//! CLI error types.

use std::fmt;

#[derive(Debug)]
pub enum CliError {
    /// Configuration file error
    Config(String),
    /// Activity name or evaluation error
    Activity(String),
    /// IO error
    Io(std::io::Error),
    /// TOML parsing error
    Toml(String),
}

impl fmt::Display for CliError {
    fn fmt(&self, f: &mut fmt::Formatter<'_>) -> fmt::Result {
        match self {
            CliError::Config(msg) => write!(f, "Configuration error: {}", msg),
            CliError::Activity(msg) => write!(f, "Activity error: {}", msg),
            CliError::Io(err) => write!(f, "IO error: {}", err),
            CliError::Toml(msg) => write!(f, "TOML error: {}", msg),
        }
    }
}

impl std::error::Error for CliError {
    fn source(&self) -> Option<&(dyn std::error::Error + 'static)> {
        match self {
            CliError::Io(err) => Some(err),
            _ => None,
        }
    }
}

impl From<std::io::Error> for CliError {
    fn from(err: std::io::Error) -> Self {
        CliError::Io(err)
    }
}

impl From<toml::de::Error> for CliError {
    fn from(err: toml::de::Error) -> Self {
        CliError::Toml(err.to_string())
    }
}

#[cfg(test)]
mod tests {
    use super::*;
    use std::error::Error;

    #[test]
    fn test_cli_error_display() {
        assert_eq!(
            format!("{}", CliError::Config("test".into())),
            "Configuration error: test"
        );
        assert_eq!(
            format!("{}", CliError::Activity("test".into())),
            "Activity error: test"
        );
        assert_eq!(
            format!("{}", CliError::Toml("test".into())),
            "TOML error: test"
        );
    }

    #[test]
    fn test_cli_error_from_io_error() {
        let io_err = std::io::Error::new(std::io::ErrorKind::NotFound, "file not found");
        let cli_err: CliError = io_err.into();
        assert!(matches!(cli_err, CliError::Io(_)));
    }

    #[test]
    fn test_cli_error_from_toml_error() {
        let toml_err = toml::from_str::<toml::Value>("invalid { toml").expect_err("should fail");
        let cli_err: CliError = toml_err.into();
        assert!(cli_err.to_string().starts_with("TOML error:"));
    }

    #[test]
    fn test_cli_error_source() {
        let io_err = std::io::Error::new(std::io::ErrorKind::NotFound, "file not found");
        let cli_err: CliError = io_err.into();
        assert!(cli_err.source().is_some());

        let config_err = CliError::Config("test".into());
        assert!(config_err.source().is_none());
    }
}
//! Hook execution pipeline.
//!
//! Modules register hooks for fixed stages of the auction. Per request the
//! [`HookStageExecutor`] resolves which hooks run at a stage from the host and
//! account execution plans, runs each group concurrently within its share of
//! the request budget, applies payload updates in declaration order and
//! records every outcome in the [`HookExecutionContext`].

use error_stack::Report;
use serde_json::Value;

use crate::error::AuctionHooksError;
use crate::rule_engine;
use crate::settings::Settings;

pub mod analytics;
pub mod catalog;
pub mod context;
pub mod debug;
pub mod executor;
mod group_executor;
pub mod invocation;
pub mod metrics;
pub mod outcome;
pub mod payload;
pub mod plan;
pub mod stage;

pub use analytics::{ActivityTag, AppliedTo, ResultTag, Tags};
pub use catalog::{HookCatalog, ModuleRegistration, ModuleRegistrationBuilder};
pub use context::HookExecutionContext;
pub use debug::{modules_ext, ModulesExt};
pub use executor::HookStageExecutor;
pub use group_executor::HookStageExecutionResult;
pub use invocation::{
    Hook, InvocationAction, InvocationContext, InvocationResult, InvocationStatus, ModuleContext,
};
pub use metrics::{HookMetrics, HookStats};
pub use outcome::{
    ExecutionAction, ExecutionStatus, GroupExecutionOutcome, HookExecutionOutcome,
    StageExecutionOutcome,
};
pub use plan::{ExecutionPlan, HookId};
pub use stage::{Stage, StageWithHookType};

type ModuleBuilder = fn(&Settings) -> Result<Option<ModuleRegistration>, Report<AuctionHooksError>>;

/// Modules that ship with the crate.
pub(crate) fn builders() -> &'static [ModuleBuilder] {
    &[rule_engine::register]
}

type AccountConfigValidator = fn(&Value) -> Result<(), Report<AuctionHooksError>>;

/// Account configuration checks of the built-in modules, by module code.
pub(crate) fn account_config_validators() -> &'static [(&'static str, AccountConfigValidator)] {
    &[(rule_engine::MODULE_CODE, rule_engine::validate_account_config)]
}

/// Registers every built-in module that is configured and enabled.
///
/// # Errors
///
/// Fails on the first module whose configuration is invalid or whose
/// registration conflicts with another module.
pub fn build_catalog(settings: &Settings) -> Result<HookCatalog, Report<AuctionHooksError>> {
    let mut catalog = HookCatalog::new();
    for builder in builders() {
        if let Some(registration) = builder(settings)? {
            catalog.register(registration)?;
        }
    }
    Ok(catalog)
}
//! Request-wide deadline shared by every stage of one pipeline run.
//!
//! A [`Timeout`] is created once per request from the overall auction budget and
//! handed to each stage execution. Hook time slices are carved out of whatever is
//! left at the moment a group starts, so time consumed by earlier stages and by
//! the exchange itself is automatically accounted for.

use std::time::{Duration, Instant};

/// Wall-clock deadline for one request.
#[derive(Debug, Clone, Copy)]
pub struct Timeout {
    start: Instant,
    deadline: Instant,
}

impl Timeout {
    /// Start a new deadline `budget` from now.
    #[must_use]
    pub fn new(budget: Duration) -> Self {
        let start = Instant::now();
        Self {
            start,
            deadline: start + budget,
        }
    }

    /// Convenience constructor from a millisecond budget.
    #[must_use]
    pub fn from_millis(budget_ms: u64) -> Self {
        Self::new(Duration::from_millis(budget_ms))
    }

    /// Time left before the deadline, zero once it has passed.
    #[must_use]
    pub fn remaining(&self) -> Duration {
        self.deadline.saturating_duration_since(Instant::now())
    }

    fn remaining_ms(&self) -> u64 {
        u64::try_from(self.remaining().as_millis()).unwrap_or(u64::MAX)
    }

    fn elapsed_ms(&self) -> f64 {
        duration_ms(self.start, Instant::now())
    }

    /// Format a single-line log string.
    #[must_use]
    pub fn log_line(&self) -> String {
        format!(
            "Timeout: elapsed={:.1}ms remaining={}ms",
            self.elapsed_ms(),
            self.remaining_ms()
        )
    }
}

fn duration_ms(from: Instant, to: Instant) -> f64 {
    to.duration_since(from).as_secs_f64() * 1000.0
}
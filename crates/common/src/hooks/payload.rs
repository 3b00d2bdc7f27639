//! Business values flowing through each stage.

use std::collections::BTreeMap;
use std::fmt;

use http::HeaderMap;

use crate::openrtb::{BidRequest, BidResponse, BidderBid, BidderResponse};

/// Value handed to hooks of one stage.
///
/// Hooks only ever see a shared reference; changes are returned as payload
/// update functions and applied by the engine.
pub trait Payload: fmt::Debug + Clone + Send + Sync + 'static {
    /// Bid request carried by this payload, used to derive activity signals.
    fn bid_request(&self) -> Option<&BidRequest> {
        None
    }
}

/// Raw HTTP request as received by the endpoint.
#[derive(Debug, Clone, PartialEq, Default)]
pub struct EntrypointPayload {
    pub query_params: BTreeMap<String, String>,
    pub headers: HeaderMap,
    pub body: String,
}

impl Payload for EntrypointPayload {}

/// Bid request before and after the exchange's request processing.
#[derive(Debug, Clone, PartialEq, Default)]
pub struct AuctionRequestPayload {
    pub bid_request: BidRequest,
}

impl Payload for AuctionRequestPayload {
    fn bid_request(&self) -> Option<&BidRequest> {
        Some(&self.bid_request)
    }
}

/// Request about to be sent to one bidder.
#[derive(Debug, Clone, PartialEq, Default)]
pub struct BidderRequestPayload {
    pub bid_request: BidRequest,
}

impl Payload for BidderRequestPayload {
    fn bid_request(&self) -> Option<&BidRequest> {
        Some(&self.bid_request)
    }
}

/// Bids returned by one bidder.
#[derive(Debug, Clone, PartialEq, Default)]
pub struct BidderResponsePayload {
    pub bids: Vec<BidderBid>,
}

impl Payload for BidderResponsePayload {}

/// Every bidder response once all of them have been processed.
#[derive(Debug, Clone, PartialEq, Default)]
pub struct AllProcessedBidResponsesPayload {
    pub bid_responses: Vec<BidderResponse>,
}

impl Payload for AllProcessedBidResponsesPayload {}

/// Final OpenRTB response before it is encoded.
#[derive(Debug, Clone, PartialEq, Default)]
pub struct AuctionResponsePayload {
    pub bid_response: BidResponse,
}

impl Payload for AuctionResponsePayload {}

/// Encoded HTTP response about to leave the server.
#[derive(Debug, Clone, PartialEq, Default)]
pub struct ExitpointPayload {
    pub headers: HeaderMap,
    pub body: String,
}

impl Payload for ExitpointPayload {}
.....
## TASK INSTRUCTIONS
Work out how many lines of the listing above include "BidderRequestPayload". Answer with the number and nothing more.

## TASK RESULT
2